Tip of the Day 146: Late Pressure Rise in Post Gate

We have been asked several times of late to explain why the post gate pressure should rise toward the end but during hold. This is a phenomenon seen most commonly in thick, low pressure loss parts made in semi-crystalline materials and with hot runners.

We see this easily in our lab on our Husky research mold when it is configured with the hot runner manifold. This part is 4 mm thick. Here is an example of a D2 process with late post gate rise running polypro.

What is happening?

The first reaction is to say that there is mold deflection. While it is conceivable, this shot has 3300 psi in the two cavities. The force on the clamp is only about 16 tons (~10 in2 total). The clamp is 55 tons and the curves do not change when clamp pressure is adjusted. So let’s think of the physics of what is going on.

The part fills and packs very early in the cycle. But during hold more material continues to flow because of the shrinkage due to crystallization. You can see this by scaling the volume curve so the bottom is about the value when the cavity is first “packed” and the top is near the peak.

You can see that the flow (depicted by the volume curve) is significant during hold and has a discontinuity or roll-off when the end of cavity crystallizes and shrinks away from the sensor. It is probable that there is some check-ring leakage because the forward screw motion does not quite stop even when the post gate area is frozen. Nevertheless, there is flow during hold. About 13% of the total part weight flows in during hold. This we tested by closing the gate early and comparing the less-than-finished part with one made with full hold time.

Now, the nozzle, runner and gates behave like an orifice. Flow through an orifice results in a proportional pressure drop. Here the pressure drop is from hold to the sensor. As the end of cavity area crystallizes the flow begins to drop off. Less flow, same orifice results in a lower pressure drop. So the rise in gate pressure is due to the drop from hold decreasing with decreasing flow.

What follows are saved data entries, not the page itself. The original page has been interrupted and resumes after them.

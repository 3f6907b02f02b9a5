//! Ordered task collection with pomodoro progress.
//!
//! Every mutation looks its task up by id; unknown ids are ignored so a
//! stale reference from the front end never turns into an error.

use chrono::{DateTime, Utc};
use tracing::debug;
use uuid::Uuid;

use crate::models::{NewTask, Task, TaskId, TaskPatch, TaskStatus};

#[derive(Debug, Clone, Default, PartialEq)]
pub struct TaskTracker {
    tasks: Vec<Task>,
}

impl TaskTracker {
    pub fn new() -> Self {
        Self::default()
    }

    /// Rebuilds a tracker from persisted tasks, sorted by their `order` field.
    pub fn from_tasks(mut tasks: Vec<Task>) -> Self {
        tasks.sort_by_key(|t| t.order);
        let mut tracker = Self { tasks };
        tracker.renumber();
        tracker
    }

    /// Tasks in display order.
    pub fn tasks(&self) -> &[Task] {
        &self.tasks
    }

    pub fn len(&self) -> usize {
        self.tasks.len()
    }

    pub fn is_empty(&self) -> bool {
        self.tasks.is_empty()
    }

    pub fn get(&self, id: TaskId) -> Option<&Task> {
        self.tasks.iter().find(|t| t.id == id)
    }

    /// Id of the task at a display position.
    pub fn id_at(&self, index: usize) -> Option<TaskId> {
        self.tasks.get(index).map(|t| t.id)
    }

    pub fn add_task(&mut self, data: NewTask, now: DateTime<Utc>) -> TaskId {
        let id = Uuid::new_v4();
        self.tasks.push(Task {
            id,
            title: data.title,
            description: data.description,
            estimated_pomodoros: data.estimated_pomodoros.max(1),
            completed_pomodoros: 0,
            status: TaskStatus::Pending,
            created_at: now,
            completed_at: None,
            order: self.tasks.len(),
        });
        debug!(task_id = %id, "Task added");
        id
    }

    pub fn update_task(&mut self, id: TaskId, patch: TaskPatch) {
        let Some(task) = self.get_mut(id) else {
            return;
        };
        if let Some(title) = patch.title {
            task.title = title;
        }
        if let Some(description) = patch.description {
            task.description = description;
        }
        if let Some(estimate) = patch.estimated_pomodoros {
            task.estimated_pomodoros = estimate.max(1);
        }
    }

    pub fn delete_task(&mut self, id: TaskId) {
        let before = self.tasks.len();
        self.tasks.retain(|t| t.id != id);
        if self.tasks.len() != before {
            self.renumber();
        }
    }

    pub fn complete_task(&mut self, id: TaskId, now: DateTime<Utc>) {
        let Some(task) = self.get_mut(id) else {
            return;
        };
        if task.is_completed() {
            return;
        }
        task.status = TaskStatus::Completed;
        task.completed_at = Some(now);
        debug!(task_id = %id, "Task completed");
    }

    /// Undoes [`complete_task`](Self::complete_task).
    pub fn reopen_task(&mut self, id: TaskId) {
        let Some(task) = self.get_mut(id) else {
            return;
        };
        if !task.is_completed() {
            return;
        }
        task.status = if task.completed_pomodoros > 0 {
            TaskStatus::InProgress
        } else {
            TaskStatus::Pending
        };
        task.completed_at = None;
    }

    /// Adds one finished pomodoro to the task. The first one moves a pending
    /// task to in-progress. Returns the new count.
    pub fn increment_pomodoro(&mut self, id: TaskId) -> Option<u32> {
        let task = self.get_mut(id)?;
        task.completed_pomodoros += 1;
        if task.status == TaskStatus::Pending {
            task.status = TaskStatus::InProgress;
        }
        Some(task.completed_pomodoros)
    }

    /// Moves the task at `from` to position `to` and renumbers every task.
    pub fn reorder(&mut self, from: usize, to: usize) {
        if from >= self.tasks.len() || to >= self.tasks.len() || from == to {
            return;
        }
        let task = self.tasks.remove(from);
        self.tasks.insert(to, task);
        self.renumber();
    }

    /// First task in display order that is not completed.
    pub fn next_available_task(&self) -> Option<&Task> {
        self.tasks.iter().find(|t| !t.is_completed())
    }

    /// Removes every completed task. Returns how many were removed.
    pub fn clear_completed(&mut self) -> usize {
        let before = self.tasks.len();
        self.tasks.retain(|t| !t.is_completed());
        let removed = before - self.tasks.len();
        if removed > 0 {
            self.renumber();
        }
        removed
    }

    pub fn clear(&mut self) {
        self.tasks.clear();
    }

    fn get_mut(&mut self, id: TaskId) -> Option<&mut Task> {
        self.tasks.iter_mut().find(|t| t.id == id)
    }

    fn renumber(&mut self) {
        for (index, task) in self.tasks.iter_mut().enumerate() {
            task.order = index;
        }
    }
}

#[cfg(test)]
mod tests {
    use super::*;
    use chrono::TimeZone;

    fn now() -> DateTime<Utc> {
        Utc.with_ymd_and_hms(2024, 1, 1, 9, 0, 0).unwrap()
    }

    fn tracker_with(titles: &[&str]) -> (TaskTracker, Vec<TaskId>) {
        let mut tracker = TaskTracker::new();
        let ids = titles
            .iter()
            .map(|title| tracker.add_task(NewTask::new(*title, 2), now()))
            .collect();
        (tracker, ids)
    }

    fn titles(tracker: &TaskTracker) -> Vec<&str> {
        tracker.tasks().iter().map(|t| t.title.as_str()).collect()
    }

    #[test]
    fn test_add_task_defaults() {
        let (tracker, ids) = tracker_with(&["write report"]);
        let task = tracker.get(ids[0]).unwrap();
        assert_eq!(task.title, "write report");
        assert_eq!(task.completed_pomodoros, 0);
        assert_eq!(task.status, TaskStatus::Pending);
        assert_eq!(task.created_at, now());
        assert_eq!(task.completed_at, None);
        assert_eq!(task.order, 0);
    }

    #[test]
    fn test_add_task_ids_are_unique_and_ordered() {
        let (tracker, ids) = tracker_with(&["a", "b", "c"]);
        assert_ne!(ids[0], ids[1]);
        assert_ne!(ids[1], ids[2]);
        let orders: Vec<usize> = tracker.tasks().iter().map(|t| t.order).collect();
        assert_eq!(orders, vec![0, 1, 2]);
    }

    #[test]
    fn test_add_task_clamps_estimate() {
        let mut tracker = TaskTracker::new();
        let id = tracker.add_task(NewTask::new("tiny", 0), now());
        assert_eq!(tracker.get(id).unwrap().estimated_pomodoros, 1);
    }

    #[test]
    fn test_update_task_partial() {
        let (mut tracker, ids) = tracker_with(&["draft"]);
        tracker.update_task(
            ids[0],
            TaskPatch {
                title: Some("final".to_string()),
                estimated_pomodoros: Some(5),
                ..TaskPatch::default()
            },
        );
        let task = tracker.get(ids[0]).unwrap();
        assert_eq!(task.title, "final");
        assert_eq!(task.estimated_pomodoros, 5);
        assert_eq!(task.description, "");
    }

    #[test]
    fn test_missing_id_is_silent_noop() {
        let (mut tracker, _) = tracker_with(&["a", "b"]);
        let snapshot = tracker.clone();
        let ghost = Uuid::new_v4();

        tracker.update_task(
            ghost,
            TaskPatch {
                title: Some("x".to_string()),
                ..TaskPatch::default()
            },
        );
        tracker.delete_task(ghost);
        tracker.complete_task(ghost, now());
        tracker.reopen_task(ghost);
        assert_eq!(tracker.increment_pomodoro(ghost), None);

        assert_eq!(tracker, snapshot);
    }

    #[test]
    fn test_increment_moves_pending_to_in_progress_once() {
        let (mut tracker, ids) = tracker_with(&["a"]);
        assert_eq!(tracker.increment_pomodoro(ids[0]), Some(1));
        assert_eq!(tracker.get(ids[0]).unwrap().status, TaskStatus::InProgress);
        assert_eq!(tracker.increment_pomodoro(ids[0]), Some(2));
        assert_eq!(tracker.get(ids[0]).unwrap().status, TaskStatus::InProgress);
    }

    #[test]
    fn test_increment_keeps_completed_status() {
        let (mut tracker, ids) = tracker_with(&["a"]);
        tracker.complete_task(ids[0], now());
        tracker.increment_pomodoro(ids[0]);
        assert_eq!(tracker.get(ids[0]).unwrap().status, TaskStatus::Completed);
    }

    #[test]
    fn test_complete_and_reopen() {
        let (mut tracker, ids) = tracker_with(&["a", "b"]);
        tracker.complete_task(ids[0], now());
        let task = tracker.get(ids[0]).unwrap();
        assert_eq!(task.status, TaskStatus::Completed);
        assert_eq!(task.completed_at, Some(now()));

        tracker.reopen_task(ids[0]);
        let task = tracker.get(ids[0]).unwrap();
        assert_eq!(task.status, TaskStatus::Pending);
        assert_eq!(task.completed_at, None);

        tracker.increment_pomodoro(ids[1]);
        tracker.complete_task(ids[1], now());
        tracker.reopen_task(ids[1]);
        assert_eq!(tracker.get(ids[1]).unwrap().status, TaskStatus::InProgress);
    }

    #[test]
    fn test_reorder_renumbers() {
        let (mut tracker, ids) = tracker_with(&["a", "b", "c"]);
        tracker.reorder(2, 0);
        assert_eq!(titles(&tracker), vec!["c", "a", "b"]);
        assert_eq!(tracker.get(ids[2]).unwrap().order, 0);
        assert_eq!(tracker.get(ids[0]).unwrap().order, 1);
        assert_eq!(tracker.get(ids[1]).unwrap().order, 2);
    }

    #[test]
    fn test_reorder_out_of_range_is_noop() {
        let (mut tracker, _) = tracker_with(&["a", "b"]);
        tracker.reorder(0, 5);
        tracker.reorder(7, 0);
        assert_eq!(titles(&tracker), vec!["a", "b"]);
    }

    #[test]
    fn test_delete_renumbers() {
        let (mut tracker, ids) = tracker_with(&["a", "b", "c"]);
        tracker.delete_task(ids[0]);
        assert_eq!(titles(&tracker), vec!["b", "c"]);
        let orders: Vec<usize> = tracker.tasks().iter().map(|t| t.order).collect();
        assert_eq!(orders, vec![0, 1]);
    }

    #[test]
    fn test_next_available_task() {
        let (mut tracker, ids) = tracker_with(&["a", "b"]);
        assert_eq!(tracker.next_available_task().unwrap().id, ids[0]);
        tracker.complete_task(ids[0], now());
        assert_eq!(tracker.next_available_task().unwrap().id, ids[1]);
        tracker.complete_task(ids[1], now());
        assert!(tracker.next_available_task().is_none());
    }

    #[test]
    fn test_clear_completed() {
        let (mut tracker, ids) = tracker_with(&["a", "b", "c"]);
        tracker.complete_task(ids[1], now());
        assert_eq!(tracker.clear_completed(), 1);
        assert_eq!(titles(&tracker), vec!["a", "c"]);
        assert_eq!(tracker.get(ids[2]).unwrap().order, 1);
    }

    #[test]
    fn test_from_tasks_sorts_by_order() {
        let (mut tracker, _) = tracker_with(&["a", "b", "c"]);
        tracker.reorder(0, 2);
        let mut persisted = tracker.tasks().to_vec();
        persisted.reverse();
        let restored = TaskTracker::from_tasks(persisted);
        assert_eq!(titles(&restored), vec!["b", "c", "a"]);
    }
}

The runners and gates stay open (hot runners) and the gate area takes longer to freeze (hot area around the gate).

This explanation is backed up further by having run a simulation of this mold. We did not have the exact material data. But using a generic polypropylene produced similar curves in the simulation.


Decreasing flow at the end of shrinkage time decreases pressure drop and so increases post gate pressure.

I have included some more examples below in case you have time to read further.


If that triggers a memory, we know how old you are. 

Another Explanation Suggested in Discussion with our Consultant(s):

We are familiar with the idea that when a cavity pressure goes up there is a driving force pushing more material in. In these cases what is happening is that, during shrinkage flow, the driving force is lost: ΔP across the runner system reduces the driving pressure supplied by hold pressure. When flow dies off the ΔP lowers and more of the driving force (hold pressure) appears at the sensor. Whether it puts much material in is doubtful. This could be tested.

Equation available here.

Extra Examples

Here is an example from simulation.

This is not strictly an accurate representation of our Husky mold. It is something like a quarter of a cavity. But you can see the similar pressure rise in the post gate sensor as the end of cavity freezes and flow decreases.

In these next graphs has the volume curve is again scaled up to see better how the screw moves.

In the mold above the flow rate is steadily declining, probably due to wall thickening. This part is only about 2 mm thick. So the post gate pressure rises in a slope as the flow decreases and the pressure drop from hold to PST decreases. The small drop after the end of hold is a slight discharge of material as hold pressure drops before the valve gate pin can physically move to closed.

The mold above is an example of a mold with a cold sub-gate runner fed by a hot runner. In this case the sub-gates try to freeze at or near the same time the rest of the part is finishing flow. You can still see the post gate rise as flow declines.

The shot-to-shot variation in the post gate pressure quite large. We think this is because the flow and gate freeze point (or at least choke-off point) are tightly connected. A very tiny change in flow can cause an early or late gate freeze. I am not sure if the discontinuity at the end of the post gate curve (where it starts its cooling slope) is due to a gate closure or sub-gate freeze.